The most troubling aspect of the varied puzzle-solving methods is the stupidly limited set of actions Amy can take. She can crawl inside the cat door, push buttons, pick up items, ride cargo elevators up, down (but never both on the same elevator), and that’s it. She can’t use ladders, or shimmy along ledges that wouldn’t trouble a blind infant. And if you do need her to travel up and down the same elevator, then be prepared for one of those actions to require a different set of commands that takes far longer to perform than the other one. These arbitrary limitations do nothing other than make the puzzles more difficult than they need to be. If you think it’s stupid that FPS characters can’t mantle over chest high walls, just wait until you die from being too long apart from Amy because you can’t figure out the esoteric solution to a puzzle that could have been solved in two seconds if only Amy had the same move set as a real little girl.
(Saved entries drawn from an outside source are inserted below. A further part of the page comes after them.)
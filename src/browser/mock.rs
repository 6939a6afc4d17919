//! Mock automation collaborator for testing without a real browser
//!
//! Scripted responses for the narrow session surface the login flow drives.
//! Counters track session acquire/release pairing and which navigation
//! branch was taken.

use std::sync::atomic::{AtomicUsize, Ordering};
use std::sync::Arc;

use async_trait::async_trait;

use super::{BrowserError, LoginAutomation, LoginSession};

/// Which step a mock session should fail at, if any.
#[derive(Debug, Clone, Copy, PartialEq, Eq)]
pub enum MockFailure {
    None,
    Acquire,
    Navigate,
    LocateLogin,
    FillUsername,
    FillPassword,
    Submit,
    Settle,
}

/// Mock automation collaborator with scripted behavior.
pub struct MockAutomation {
    /// Page content every session reports, drives classification.
    page_content: String,
    /// Whether the landing page already exposes the credential fields.
    form_on_landing: bool,
    failure: MockFailure,
    /// Sessions handed out so far.
    pub acquired: Arc<AtomicUsize>,
    /// Sessions closed so far; must equal `acquired` after every run.
    pub released: Arc<AtomicUsize>,
    /// Times the explicit login link was followed.
    pub link_clicks: Arc<AtomicUsize>,
}

impl MockAutomation {
    /// Sessions succeed at every step and report `page_content` at Classify.
    pub fn returning(page_content: impl Into<String>) -> Self {
        Self {
            page_content: page_content.into(),
            form_on_landing: false,
            failure: MockFailure::None,
            acquired: Arc::new(AtomicUsize::new(0)),
            released: Arc::new(AtomicUsize::new(0)),
            link_clicks: Arc::new(AtomicUsize::new(0)),
        }
    }

    /// Sessions fail at the given step with a timeout-flavored error.
    pub fn failing_at(failure: MockFailure) -> Self {
        let mut automation = Self::returning("");
        automation.failure = failure;
        automation
    }

    pub fn with_form_on_landing(mut self, on_landing: bool) -> Self {
        self.form_on_landing = on_landing;
        self
    }
}

#[async_trait]
impl LoginAutomation for MockAutomation {
    async fn acquire(&self) -> Result<Box<dyn LoginSession>, BrowserError> {
        if self.failure == MockFailure::Acquire {
            return Err(BrowserError::LaunchFailed("no browser available".into()));
        }
        self.acquired.fetch_add(1, Ordering::Relaxed);
        Ok(Box::new(MockSession {
            page_content: self.page_content.clone(),
            form_on_landing: self.form_on_landing,
            failure: self.failure,
            released: self.released.clone(),
            link_clicks: self.link_clicks.clone(),
        }))
    }
}

struct MockSession {
    page_content: String,
    form_on_landing: bool,
    failure: MockFailure,
    released: Arc<AtomicUsize>,
    link_clicks: Arc<AtomicUsize>,
}

impl MockSession {
    fn step(&self, at: MockFailure, what: &str) -> Result<(), BrowserError> {
        if self.failure == at {
            return Err(BrowserError::Timeout(format!("{} timed out", what)));
        }
        Ok(())
    }
}

#[async_trait]
impl LoginSession for MockSession {
    async fn goto(&self, _url: &str) -> Result<(), BrowserError> {
        self.step(MockFailure::Navigate, "navigation")
    }

    async fn has_credential_form(&self) -> Result<bool, BrowserError> {
        Ok(self.form_on_landing)
    }

    async fn click_link(&self, name: &str) -> Result<(), BrowserError> {
        self.step(MockFailure::LocateLogin, name)?;
        self.link_clicks.fetch_add(1, Ordering::Relaxed);
        Ok(())
    }

    async fn fill(&self, selector: &str, _text: &str) -> Result<(), BrowserError> {
        let at = if selector.contains("password") {
            MockFailure::FillPassword
        } else {
            MockFailure::FillUsername
        };
        self.step(at, selector)
    }

    async fn click_button(&self, name: &str) -> Result<(), BrowserError> {
        self.step(MockFailure::Submit, name)
    }

    async fn wait_network_idle(&self) -> Result<(), BrowserError> {
        self.step(MockFailure::Settle, "network idle")
    }

    async fn content(&self) -> Result<String, BrowserError> {
        Ok(self.page_content.clone())
    }

    async fn close(&self) {
        self.released.fetch_add(1, Ordering::Relaxed);
    }
}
I could go on and on. I could go into detail about how the story is just reheated zombie pot pie seasoned with a creepy little girl, a pinch of religious whackadoodlery and evil science, or I could tell you that the game isn’t scary, the voice acting is bad (Marcello sounds like an alien that learned English from intercepted transmissions of Jersey Shore), the dialogue, when it’s not technobabble, is downright insipid (you might love it when Lana talks to Amy as if she’s the kind of dog owner who dresses her “children” in sailor outfits and Amy is the dog, but I didn’t), the environmental noises create zero atmosphere, the frame rate is jittery even during the motion comic cut-scenes, and the game is headache-inducingly dark. I could also spend pages telling you about script errors and post-death level resets that can block any further progress and force you to start from the beginning of the chapter, but I won’t. I’d just be running up the score. There is simply nothing positive to say about Amy and nothing negative still worth talking about. I won’t go so far as to assume it’s one of the worst games of the year or the generation, but it’s certainly the worst game I’ve played in a long long time.
Companies: Lexis Numerique
* The product in this article was sent to us by the developer/company for review.
Do not buy Amy. Do not play Amy. Do not look at Amy. Do not think about Amy. If your sister is named Amy, move to another country, and tell people your entire family was eaten by racist wolverines.